由于每條路線的最終結果需要堆疊起來，所以需要保證輸出的特征圖大小一致，對于 Average Pooling 池化層，需要通過 padding 和 stride 來保證最后的輸出大小，

實作

把輸出拼接到一起再輸入下一層

torch.cat(outputs, dim=1) 中，dim=1 指的是以通道維度拼接（N，C，W，H）

用了兩個 Inception Module：

我們只需要把上一篇代碼中的神經網路部分換成 GoogleNet，即可使用它來識別 MNIST 資料集：

import torch
from torch import nn
from torch.nn import functional as F


class Inception(nn.Module):
    """
    由于特征圖要拼接，所以需要通過設定padding、stride來保證卷積過后特征圖大小不變；
    由于在Inception塊之前還有卷積層，所以輸入的通道數不是一樣的，需要把輸入通道數作為一個引數，

    :return:
      輸出的通道數為 16+24×3=88，故回傳 N,88,*,* 的特征圖
    """
    def __init__(self, in_channels):
        super(Inception, self).__init__()

        self.pool_conv1x1 = nn.Conv2d(in_channels, 24, kernel_size=1)  # 池化+一個1×1卷積，輸出24通道

        self.conv1x1 = nn.Conv2d(in_channels, 16, kernel_size=1)  # 三個同樣的1×1卷積，輸出16通道

        self.conv3x3_16 = nn.Conv2d(16, 24, kernel_size=3, padding=1)  # 輸入為16通道的3×3卷積，輸出24通道
        self.conv3x3_24 = nn.Conv2d(24, 24, kernel_size=3, padding=1)  # 輸入為24通道的3×3卷積，輸出24通道

        self.conv5x5 = nn.Conv2d(16, 24, kernel_size=5, padding=2)  # 一個5×5卷積，輸出24通道

    def forward(self, x):
        out1 = F.avg_pool2d(x, kernel_size=3, stride=1, padding=1)  # N,*,,
        out1 = self.pool_conv1x1(out1)  # N,24,,

        out2 = self.conv1x1(x)        # N,16,,

        out3 = self.conv1x1(x)        # N,16,,
        out3 = self.conv5x5(out3)     # N,24,,

        out4 = self.conv1x1(x)        # N,16,,
        out4 = self.conv3x3_16(out4)  # N,24,,
        out4 = self.conv3x3_24(out4)  # N,24,,

        outputs = (out1, out2, out3, out4)

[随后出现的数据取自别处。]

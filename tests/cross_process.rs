//! Cross-process lock scenarios driven through the `flockguard` binary.
//!
//! Each holder is a separate `flockguard probe` process. Tests wait for a
//! holder's milestone line on stdout before starting the next holder, so the
//! ordering does not depend on sleeps alone.

#![cfg(unix)]

use flockguard::events::{EventAction, read_events};
use serial_test::serial;
use std::io::{BufRead, BufReader, Read};
use std::path::Path;
use std::process::{Child, ChildStdout, Command, Output, Stdio};
use std::time::{Duration, Instant};
use tempfile::TempDir;

/// One time unit of the scenarios, in milliseconds.
const UNIT_MS: u64 = 400;

fn units(n: u64) -> String {
    format!("{}ms", n * UNIT_MS)
}

struct Holder {
    child: Child,
    stdout: BufReader<ChildStdout>,
}

impl Holder {
    fn spawn(args: &[&str]) -> Self {
        let mut child = Command::new(env!("CARGO_BIN_EXE_flockguard"))
            .arg("probe")
            .args(args)
            .stdout(Stdio::piped())
            .stderr(Stdio::null())
            .spawn()
            .expect("failed to spawn flockguard probe");
        let stdout = BufReader::new(child.stdout.take().unwrap());
        Self { child, stdout }
    }

    fn next_line(&mut self) -> String {
        let mut line = String::new();
        self.stdout.read_line(&mut line).unwrap();
        line.trim_end().to_string()
    }

    fn finish(mut self) -> (i32, String) {
        let mut rest = String::new();
        self.stdout.read_to_string(&mut rest).unwrap();
        let status = self.child.wait().unwrap();
        (status.code().unwrap(), rest)
    }
}

fn probe(args: &[&str]) -> Output {
    Command::new(env!("CARGO_BIN_EXE_flockguard"))
        .arg("probe")
        .args(args)
        .output()
        .expect("failed to run flockguard probe")
}

fn path_str(path: &Path) -> &str {
    path.to_str().unwrap()
}

#[test]
#[serial]
fn exclusive_holder_excludes_nonblocking_contender() {
    let temp_dir = TempDir::new().unwrap();
    let lock = temp_dir.path().join("t.lock");
    let lock = path_str(&lock);

    let mut a = Holder::spawn(&[lock, "exclusive", "blocking", &units(2)]);
    assert_eq!(a.next_line(), "LOCKED_EXCLUSIVE");

    let b = probe(&[lock, "exclusive", "nonblocking", "0"]);
    assert_eq!(b.status.code(), Some(1));
    let b_out = String::from_utf8(b.stdout).unwrap();
    assert!(b_out.starts_with("LOCK_FAILED: "), "got {:?}", b_out);
    assert!(b_out.contains("Resource temporarily unavailable"), "got {:?}", b_out);

    let c = probe(&[lock, "shared", "nonblocking", "0"]);
    assert_eq!(c.status.code(), Some(1));

    let (code, rest) = a.finish();
    assert_eq!(code, 0);
    assert_eq!(rest, "UNLOCKED\n");

    let d = probe(&[lock, "exclusive", "nonblocking", "0"]);
    assert_eq!(d.status.code(), Some(0));
    assert_eq!(String::from_utf8(d.stdout).unwrap(), "LOCKED_EXCLUSIVE\nUNLOCKED\n");
}

#[test]
#[serial]
fn shared_holders_coexist() {
    let temp_dir = TempDir::new().unwrap();
    let lock = temp_dir.path().join("t.lock");
    let lock = path_str(&lock);

    let mut a = Holder::spawn(&[lock, "shared", "nonblocking", &units(2)]);
    assert_eq!(a.next_line(), "LOCKED_SHARED");

    let b = probe(&[lock, "shared", "nonblocking", "0"]);
    assert_eq!(b.status.code(), Some(0));
    assert_eq!(String::from_utf8(b.stdout).unwrap(), "LOCKED_SHARED\nUNLOCKED\n");

    let (code, rest) = a.finish();
    assert_eq!(code, 0);
    assert_eq!(rest, "UNLOCKED\n");
}

#[test]
#[serial]
fn blocking_contender_waits_for_release() {
    let temp_dir = TempDir::new().unwrap();
    let lock = temp_dir.path().join("t.lock");
    let events = temp_dir.path().join("events.ndjson");
    let lock = path_str(&lock);
    let events = path_str(&events);

    let mut a = Holder::spawn(&[lock, "exclusive", "blocking", &units(2), "--events", events]);
    assert_eq!(a.next_line(), "LOCKED_EXCLUSIVE");

    let b = probe(&[lock, "exclusive", "blocking", "0", "--events", events]);
    assert_eq!(b.status.code(), Some(0));
    assert_eq!(String::from_utf8(b.stdout).unwrap(), "LOCKED_EXCLUSIVE\nUNLOCKED\n");

    let (code, _) = a.finish();
    assert_eq!(code, 0);

    // B could only lock once A's hold was over.
    let log = read_events(Path::new(events)).unwrap();
    assert_eq!(log.len(), 4);
    let a_pid = log[0].pid;
    assert_eq!(log[0].action, EventAction::Locked);
    let b_locked = log
        .iter()
        .find(|e| e.pid != a_pid && e.action == EventAction::Locked)
        .unwrap();
    let gap = b_locked.ts.signed_duration_since(log[0].ts);
    assert!(gap.num_milliseconds() >= (2 * UNIT_MS) as i64 - 10, "gap {:?}", gap);
}

#[test]
#[serial]
fn released_lock_is_free_while_holder_lingers() {
    let temp_dir = TempDir::new().unwrap();
    let lock = temp_dir.path().join("t.lock");
    let lock = path_str(&lock);

    let mut a = Holder::spawn(&[lock, "exclusive", "blocking", &units(2), &units(5)]);
    assert_eq!(a.next_line(), "LOCKED_EXCLUSIVE");
    assert_eq!(a.next_line(), "UNLOCKED");

    let started = Instant::now();
    let b = probe(&[lock, "exclusive", "blocking", "0"]);
    let waited = started.elapsed();

    assert_eq!(b.status.code(), Some(0));
    assert_eq!(String::from_utf8(b.stdout).unwrap(), "LOCKED_EXCLUSIVE\nUNLOCKED\n");
    assert!(waited < Duration::from_millis(3 * UNIT_MS), "waited {:?}", waited);
    assert!(a.child.try_wait().unwrap().is_none(), "holder A should still be lingering");

    let (code, rest) = a.finish();
    assert_eq!(code, 0);
    assert_eq!(rest, "");
}

#[test]
#[serial]
fn killed_holder_releases_its_lock() {
    let temp_dir = TempDir::new().unwrap();
    let lock = temp_dir.path().join("t.lock");
    let lock = path_str(&lock);

    let mut a = Holder::spawn(&[lock, "exclusive", "blocking", "1m"]);
    assert_eq!(a.next_line(), "LOCKED_EXCLUSIVE");

    a.child.kill().unwrap();
    a.child.wait().unwrap();

    let b = probe(&[lock, "exclusive", "nonblocking", "0"]);
    assert_eq!(b.status.code(), Some(0));
}

#[test]
#[serial]
fn run_command_is_excluded_by_probe_holder() {
    let temp_dir = TempDir::new().unwrap();
    let lock = temp_dir.path().join("t.lock");
    let lock = path_str(&lock);

    let mut a = Holder::spawn(&[lock, "shared", "blocking", &units(2)]);
    assert_eq!(a.next_line(), "LOCKED_SHARED");

    let run = Command::new(env!("CARGO_BIN_EXE_flockguard"))
        .args(["run", "--nonblocking", lock, "--", "true"])
        .output()
        .unwrap();
    assert_eq!(run.status.code(), Some(1));
    assert!(String::from_utf8(run.stderr).unwrap().contains("Error:"));

    let shared = Command::new(env!("CARGO_BIN_EXE_flockguard"))
        .args(["run", "--shared", "--nonblocking", lock, "--", "sh", "-c", "exit 3"])
        .output()
        .unwrap();
    assert_eq!(shared.status.code(), Some(3));

    let (code, _) = a.finish();
    assert_eq!(code, 0);
}

#[test]
fn directory_path_is_reported_as_lock_failure() {
    let temp_dir = TempDir::new().unwrap();

    let output = probe(&[path_str(temp_dir.path()), "exclusive", "nonblocking", "0"]);

    assert_eq!(output.status.code(), Some(1));
    let stdout = String::from_utf8(output.stdout).unwrap();
    assert!(stdout.starts_with("LOCK_FAILED: "), "got {:?}", stdout);
    assert!(stdout.contains("Is a directory (EISDIR)"), "got {:?}", stdout);
}

#[test]
fn invalid_arguments_exit_with_usage_error() {
    let output = Command::new(env!("CARGO_BIN_EXE_flockguard"))
        .args(["probe", "/tmp/t.lock", "sideways", "blocking", "1"])
        .output()
        .unwrap();
    assert_eq!(output.status.code(), Some(2));
    assert!(output.stdout.is_empty());
}
//! Implementation of the `flockguard run` command.
//!
//! Runs a child command while this process holds the lock, in the manner of
//! `flock(1)`. The lock file is opened close-on-exec, so the child does not
//! inherit it and the lock is released as soon as the child has exited.

use crate::cli::RunArgs;
use flockguard::config::RunConfig;
use flockguard::error::{CliError, JobError};
use flockguard::exit_codes;
use flockguard::locks::run_with_lock;
use std::process::{Command, ExitStatus};
use tracing::info;

/// Execute the `flockguard run` command.
pub fn cmd_run(args: RunArgs) -> Result<i32, CliError> {
    let mode = args.mode();
    let policy = args.policy();
    let config = RunConfig::new(args.path, mode, policy, args.command)?;
    run(&config)
}

/// Run the configured command under the lock and return its exit code.
fn run(config: &RunConfig) -> Result<i32, CliError> {
    let outcome = run_with_lock(&config.path, config.mode, config.blocking, || {
        info!(program = %config.program, "running command under lock");
        Command::new(&config.program)
            .args(&config.args)
            .status()
            .map_err(|source| CliError::Spawn {
                program: config.program.clone(),
                source,
            })
    });

    match outcome {
        Ok(status) => Ok(status_code(status)),
        Err(JobError::Lock(err)) => Err(err.into()),
        Err(JobError::Work(err)) => Err(err),
    }
}

/// Exit code to report for a finished child.
///
/// A child killed by a signal reports `128 + signal`, like a shell does.
fn status_code(status: ExitStatus) -> i32 {
    if let Some(code) = status.code() {
        return code;
    }

    #[cfg(unix)]
    {
        use std::os::unix::process::ExitStatusExt;
        if let Some(signal) = status.signal() {
            return 128 + signal;
        }
    }

    exit_codes::FAILURE
}
//! RAII lock guard implementation.

use super::handle::LockHandle;
use super::types::LockMode;
use std::path::Path;

/// RAII guard for a lock held by a [`LockHandle`].
///
/// When dropped, including while a panic unwinds, the lock is released.
/// The guard borrows the handle mutably, so the handle cannot be locked again
/// or released behind the guard's back while it lives.
#[derive(Debug)]
pub struct LockGuard<'a> {
    handle: &'a mut LockHandle,
    mode: LockMode,
}

impl<'a> LockGuard<'a> {
    pub(super) fn new(handle: &'a mut LockHandle, mode: LockMode) -> Self {
        Self { handle, mode }
    }

    /// Path of the locked coordination file.
    pub fn path(&self) -> &Path {
        self.handle.path()
    }

    /// Mode the lock was taken in.
    pub fn mode(&self) -> LockMode {
        self.mode
    }

    /// Release the lock now instead of at the end of the scope.
    pub fn unlock(self) {
        drop(self);
    }
}

impl Drop for LockGuard<'_> {
    fn drop(&mut self) {
        self.handle.release();
    }
}
//! Command implementations for flockguard.
//!
//! This module provides the dispatcher that routes CLI commands to their
//! implementations. Each command returns the process exit code on success;
//! errors are turned into exit codes by `main`.

mod probe;
mod run;

use crate::cli::Command;
use flockguard::error::CliError;

/// Dispatch a command to its implementation.
pub fn dispatch(command: Command) -> Result<i32, CliError> {
    match command {
        Command::Probe(args) => probe::cmd_probe(args),
        Command::Run(args) => run::cmd_run(args),
    }
}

        return torch.cat(outputs, dim=1)  # N,88,,


class GoogleNet(nn.Module):
    def __init__(self):
        super(GoogleNet, self).__init__()
        self.conv1 = nn.Conv2d(1, 10, kernel_size=5)  # return N,10,,
        self.incep1 = Inception(in_channels=10)  # return N,88,,

        self.conv2 = nn.Conv2d(88, 20, kernel_size=5)
        self.incep2 = Inception(in_channels=20)  # return N,88,,

        self.mp = nn.MaxPool2d(2)
        self.fc = nn.Linear(1408, 10)

    def forward(self, x):
        batch_size = x.size(0)

        x = F.relu(self.mp(self.conv1(x)))  # N,10,12,12
        x = self.incep1(x)                  # N,88,12,12
        x = F.relu(self.mp(self.conv2(x)))  # N,20,4,4
        x = self.incep2(x)                  # N,88,4,4

        x = x.view(batch_size, -1)
        x = self.fc(x)

        return x


model = GoogleNet()

Go Deeper

GoogleNet 想要借助 Inception Module 實作更深的網路來提高性能，但是，真的越深越爽嗎？

ResNet

Can we stack layers to go deeper?

5 年前，何凱明大神的論文《Deep Residual Learning for Image Recognition》¹ 揭示了神經網路不是盲目地疊得越深就越好，

圖中所示 56 層深的網路的訓練以及測驗的錯誤率都比 20 層的要高，其中一個主要的原因是越深層的網路越容易發生梯度消失，造成一部分的網路層很難在訓練中更新，
Residual Block

縱使如此，我們依然沒有否定越深就越爽，仍然想要 Go Deeper，

于是，何凱明提出了殘差鏈接模塊，通過跳連（shortcut）的方式更容易保留上一層的梯度（圖中少了 BatchNorm 層），

由于經過卷積后的特征圖要和前一層的輸出相加，所以整個 ResNet 的卷積層的輸出特征圖大小都要保證相同，或者每一個 Residual Block 中的卷積輸出要一致，

Residual Block 的實作：

論文² 有更加詳細的 Residual Block 流程圖：

ResNet 的實作：

from torch import nn
from torch.nn import functional as F

from train_and_test import train, test, draw


class ResidualBlock(nn.Module):
    def __init__(self, channels):
        super(ResidualBlock, self).__init__()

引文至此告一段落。